[[ Material shown open ]]

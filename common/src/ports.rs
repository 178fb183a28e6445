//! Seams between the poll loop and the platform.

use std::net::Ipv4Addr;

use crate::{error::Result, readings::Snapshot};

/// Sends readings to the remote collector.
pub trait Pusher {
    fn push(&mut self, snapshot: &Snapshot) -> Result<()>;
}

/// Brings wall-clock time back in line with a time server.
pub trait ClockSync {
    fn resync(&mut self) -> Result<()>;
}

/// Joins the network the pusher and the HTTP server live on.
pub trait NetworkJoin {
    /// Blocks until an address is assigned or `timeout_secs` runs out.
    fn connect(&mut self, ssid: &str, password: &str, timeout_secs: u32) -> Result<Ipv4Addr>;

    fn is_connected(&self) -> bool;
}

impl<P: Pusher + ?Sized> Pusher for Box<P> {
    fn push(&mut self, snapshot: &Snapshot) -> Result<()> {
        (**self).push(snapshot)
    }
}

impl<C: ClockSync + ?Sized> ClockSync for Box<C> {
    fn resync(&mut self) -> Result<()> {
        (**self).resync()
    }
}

[[ Material shown closed ]]
[[ Material shown open ]]

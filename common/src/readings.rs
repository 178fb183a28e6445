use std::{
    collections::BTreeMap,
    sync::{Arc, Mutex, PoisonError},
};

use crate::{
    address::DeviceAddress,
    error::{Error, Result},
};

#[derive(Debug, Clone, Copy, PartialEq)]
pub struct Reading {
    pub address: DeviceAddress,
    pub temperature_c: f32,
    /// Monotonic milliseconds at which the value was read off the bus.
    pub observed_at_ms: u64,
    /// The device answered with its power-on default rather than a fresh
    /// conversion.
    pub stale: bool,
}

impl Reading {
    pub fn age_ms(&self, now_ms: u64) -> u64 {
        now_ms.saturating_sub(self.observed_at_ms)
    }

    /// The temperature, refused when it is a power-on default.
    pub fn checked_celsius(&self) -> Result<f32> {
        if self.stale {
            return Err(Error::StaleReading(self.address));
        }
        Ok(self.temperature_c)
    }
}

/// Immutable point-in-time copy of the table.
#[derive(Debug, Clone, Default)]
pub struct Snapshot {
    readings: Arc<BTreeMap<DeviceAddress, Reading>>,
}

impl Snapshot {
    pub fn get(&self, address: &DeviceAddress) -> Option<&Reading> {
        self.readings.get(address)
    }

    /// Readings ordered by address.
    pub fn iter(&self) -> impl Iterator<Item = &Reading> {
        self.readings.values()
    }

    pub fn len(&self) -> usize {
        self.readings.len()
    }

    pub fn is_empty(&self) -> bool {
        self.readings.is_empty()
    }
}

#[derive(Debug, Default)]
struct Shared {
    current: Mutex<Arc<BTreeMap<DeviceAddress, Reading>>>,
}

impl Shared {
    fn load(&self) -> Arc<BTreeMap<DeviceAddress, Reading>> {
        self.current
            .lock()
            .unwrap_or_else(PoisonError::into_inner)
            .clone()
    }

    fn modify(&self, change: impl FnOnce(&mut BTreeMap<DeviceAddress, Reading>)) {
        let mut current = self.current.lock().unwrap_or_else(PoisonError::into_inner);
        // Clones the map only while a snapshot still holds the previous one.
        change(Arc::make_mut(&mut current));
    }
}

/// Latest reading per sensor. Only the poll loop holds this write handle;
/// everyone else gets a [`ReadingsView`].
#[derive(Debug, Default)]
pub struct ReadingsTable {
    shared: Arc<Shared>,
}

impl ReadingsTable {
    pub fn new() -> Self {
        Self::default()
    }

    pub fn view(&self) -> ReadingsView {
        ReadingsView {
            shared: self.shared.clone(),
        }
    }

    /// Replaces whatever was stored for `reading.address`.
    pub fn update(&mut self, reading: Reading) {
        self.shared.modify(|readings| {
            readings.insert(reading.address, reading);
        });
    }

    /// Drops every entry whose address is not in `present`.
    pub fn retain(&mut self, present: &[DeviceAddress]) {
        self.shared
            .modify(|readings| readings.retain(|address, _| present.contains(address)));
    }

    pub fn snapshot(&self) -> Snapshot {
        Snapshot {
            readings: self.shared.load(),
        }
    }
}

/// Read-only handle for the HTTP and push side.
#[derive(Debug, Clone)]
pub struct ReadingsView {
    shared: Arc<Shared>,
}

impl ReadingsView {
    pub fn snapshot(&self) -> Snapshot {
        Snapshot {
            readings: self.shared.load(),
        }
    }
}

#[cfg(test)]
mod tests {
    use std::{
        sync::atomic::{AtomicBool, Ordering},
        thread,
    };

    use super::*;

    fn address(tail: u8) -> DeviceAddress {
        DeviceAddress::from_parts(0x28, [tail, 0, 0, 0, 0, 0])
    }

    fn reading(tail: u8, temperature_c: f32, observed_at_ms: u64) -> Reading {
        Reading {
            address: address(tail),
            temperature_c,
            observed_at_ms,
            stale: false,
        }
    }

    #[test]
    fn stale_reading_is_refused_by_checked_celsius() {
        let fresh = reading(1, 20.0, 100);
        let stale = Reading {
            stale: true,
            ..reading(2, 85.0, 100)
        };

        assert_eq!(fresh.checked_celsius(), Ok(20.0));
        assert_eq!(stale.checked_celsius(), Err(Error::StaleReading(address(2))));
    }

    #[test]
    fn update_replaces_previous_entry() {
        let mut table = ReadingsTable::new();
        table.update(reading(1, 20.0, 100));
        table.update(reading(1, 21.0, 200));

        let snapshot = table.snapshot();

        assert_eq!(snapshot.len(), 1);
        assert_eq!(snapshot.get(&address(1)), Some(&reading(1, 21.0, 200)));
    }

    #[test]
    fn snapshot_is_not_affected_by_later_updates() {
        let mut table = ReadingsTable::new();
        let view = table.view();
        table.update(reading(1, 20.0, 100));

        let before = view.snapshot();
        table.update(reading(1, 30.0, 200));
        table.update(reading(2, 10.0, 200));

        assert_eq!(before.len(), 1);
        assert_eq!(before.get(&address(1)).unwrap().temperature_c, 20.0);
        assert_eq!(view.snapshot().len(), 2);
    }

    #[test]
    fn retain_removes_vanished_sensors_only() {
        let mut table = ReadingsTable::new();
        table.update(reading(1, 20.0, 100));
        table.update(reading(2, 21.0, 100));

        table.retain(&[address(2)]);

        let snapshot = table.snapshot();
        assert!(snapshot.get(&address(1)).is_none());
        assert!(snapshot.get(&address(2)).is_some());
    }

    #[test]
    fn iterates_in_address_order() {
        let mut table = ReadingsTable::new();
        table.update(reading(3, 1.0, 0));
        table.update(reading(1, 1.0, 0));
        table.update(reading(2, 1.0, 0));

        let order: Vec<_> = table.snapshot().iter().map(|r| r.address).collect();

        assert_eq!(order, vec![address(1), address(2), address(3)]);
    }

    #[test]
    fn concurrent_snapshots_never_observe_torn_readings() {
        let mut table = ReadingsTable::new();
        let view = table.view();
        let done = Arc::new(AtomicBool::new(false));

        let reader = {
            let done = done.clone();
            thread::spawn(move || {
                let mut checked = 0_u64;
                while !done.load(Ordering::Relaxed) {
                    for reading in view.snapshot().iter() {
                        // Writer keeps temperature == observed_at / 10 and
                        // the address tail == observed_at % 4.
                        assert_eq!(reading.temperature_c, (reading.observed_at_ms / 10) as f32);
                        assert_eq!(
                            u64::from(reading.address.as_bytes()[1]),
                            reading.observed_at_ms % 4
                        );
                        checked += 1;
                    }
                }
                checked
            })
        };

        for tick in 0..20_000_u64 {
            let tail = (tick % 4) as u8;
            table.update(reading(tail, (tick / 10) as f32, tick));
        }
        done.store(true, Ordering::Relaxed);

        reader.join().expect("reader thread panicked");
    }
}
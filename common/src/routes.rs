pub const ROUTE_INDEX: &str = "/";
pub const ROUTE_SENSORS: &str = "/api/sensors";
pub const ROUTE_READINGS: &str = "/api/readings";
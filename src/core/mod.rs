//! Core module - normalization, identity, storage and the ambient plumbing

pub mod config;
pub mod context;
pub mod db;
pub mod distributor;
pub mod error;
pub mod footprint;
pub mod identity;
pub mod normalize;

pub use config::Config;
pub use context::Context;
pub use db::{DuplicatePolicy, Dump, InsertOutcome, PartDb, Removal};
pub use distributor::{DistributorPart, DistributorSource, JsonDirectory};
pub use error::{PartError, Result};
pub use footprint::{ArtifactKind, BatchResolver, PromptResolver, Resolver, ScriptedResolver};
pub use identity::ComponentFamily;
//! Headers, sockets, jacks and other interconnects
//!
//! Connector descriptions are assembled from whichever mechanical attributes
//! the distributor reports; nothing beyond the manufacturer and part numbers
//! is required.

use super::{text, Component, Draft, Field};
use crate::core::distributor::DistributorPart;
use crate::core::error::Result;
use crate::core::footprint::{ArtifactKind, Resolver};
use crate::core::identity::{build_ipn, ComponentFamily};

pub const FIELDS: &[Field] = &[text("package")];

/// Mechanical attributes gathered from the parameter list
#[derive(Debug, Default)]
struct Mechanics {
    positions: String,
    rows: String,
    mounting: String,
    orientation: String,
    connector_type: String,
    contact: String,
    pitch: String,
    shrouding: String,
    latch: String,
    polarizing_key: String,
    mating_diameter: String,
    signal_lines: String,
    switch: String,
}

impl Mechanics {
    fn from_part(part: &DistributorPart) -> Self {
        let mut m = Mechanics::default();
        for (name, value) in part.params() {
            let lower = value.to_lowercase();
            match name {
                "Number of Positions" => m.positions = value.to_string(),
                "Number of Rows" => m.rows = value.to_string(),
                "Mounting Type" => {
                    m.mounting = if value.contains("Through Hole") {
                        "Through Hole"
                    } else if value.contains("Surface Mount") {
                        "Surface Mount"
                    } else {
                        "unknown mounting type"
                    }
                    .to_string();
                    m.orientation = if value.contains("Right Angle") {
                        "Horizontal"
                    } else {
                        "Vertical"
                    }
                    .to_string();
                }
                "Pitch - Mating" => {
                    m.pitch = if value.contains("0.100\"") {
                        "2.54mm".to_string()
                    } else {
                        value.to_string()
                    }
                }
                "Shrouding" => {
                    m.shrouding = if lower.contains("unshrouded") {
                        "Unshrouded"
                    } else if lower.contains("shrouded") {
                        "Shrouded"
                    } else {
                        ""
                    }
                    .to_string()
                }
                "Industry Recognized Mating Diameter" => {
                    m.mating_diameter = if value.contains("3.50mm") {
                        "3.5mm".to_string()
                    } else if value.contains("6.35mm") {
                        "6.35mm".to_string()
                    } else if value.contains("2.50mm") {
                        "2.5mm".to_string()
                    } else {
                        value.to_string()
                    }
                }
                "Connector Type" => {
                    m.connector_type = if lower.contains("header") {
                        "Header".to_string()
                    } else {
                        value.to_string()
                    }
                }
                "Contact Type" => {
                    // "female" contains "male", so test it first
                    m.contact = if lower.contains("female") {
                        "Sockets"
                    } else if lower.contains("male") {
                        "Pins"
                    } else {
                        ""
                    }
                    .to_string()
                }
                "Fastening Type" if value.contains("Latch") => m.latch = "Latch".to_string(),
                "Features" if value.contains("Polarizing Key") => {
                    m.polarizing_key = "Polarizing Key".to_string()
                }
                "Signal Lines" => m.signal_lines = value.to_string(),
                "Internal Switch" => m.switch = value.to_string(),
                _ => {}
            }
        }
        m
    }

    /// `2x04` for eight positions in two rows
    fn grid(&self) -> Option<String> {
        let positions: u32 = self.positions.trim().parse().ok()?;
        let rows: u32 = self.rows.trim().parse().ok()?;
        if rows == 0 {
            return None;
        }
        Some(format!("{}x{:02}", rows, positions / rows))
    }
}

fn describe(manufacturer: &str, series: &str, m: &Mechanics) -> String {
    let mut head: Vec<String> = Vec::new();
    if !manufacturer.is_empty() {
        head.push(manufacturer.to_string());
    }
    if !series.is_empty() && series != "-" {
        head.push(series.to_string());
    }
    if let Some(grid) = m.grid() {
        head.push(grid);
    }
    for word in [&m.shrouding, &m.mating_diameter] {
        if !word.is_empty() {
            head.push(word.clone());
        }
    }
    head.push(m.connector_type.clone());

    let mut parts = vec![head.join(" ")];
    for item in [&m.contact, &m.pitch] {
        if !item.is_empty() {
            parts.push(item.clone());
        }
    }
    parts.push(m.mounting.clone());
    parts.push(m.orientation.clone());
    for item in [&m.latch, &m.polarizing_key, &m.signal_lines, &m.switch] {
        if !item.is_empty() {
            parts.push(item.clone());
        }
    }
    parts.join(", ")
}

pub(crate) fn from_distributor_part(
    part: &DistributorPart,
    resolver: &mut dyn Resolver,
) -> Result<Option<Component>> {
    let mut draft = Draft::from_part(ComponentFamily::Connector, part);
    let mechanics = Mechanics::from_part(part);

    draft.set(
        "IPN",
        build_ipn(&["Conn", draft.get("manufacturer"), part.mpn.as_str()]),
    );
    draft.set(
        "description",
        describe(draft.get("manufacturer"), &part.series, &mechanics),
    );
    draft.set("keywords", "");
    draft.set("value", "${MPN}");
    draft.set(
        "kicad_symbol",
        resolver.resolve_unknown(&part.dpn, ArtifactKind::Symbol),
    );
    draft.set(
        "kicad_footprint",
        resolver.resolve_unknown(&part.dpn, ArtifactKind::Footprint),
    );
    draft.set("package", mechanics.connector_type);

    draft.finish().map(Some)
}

[[ Material shown closed ]]

## [Exercise directions]
Check each line of the listing above. Copy the ones with the word "describe".

## [Solution to this problem]
fn describe(manufacturer: &str, series: &str, m: &Mechanics) -> String {
        describe(draft.get("manufacturer"), &part.series, &mechanics),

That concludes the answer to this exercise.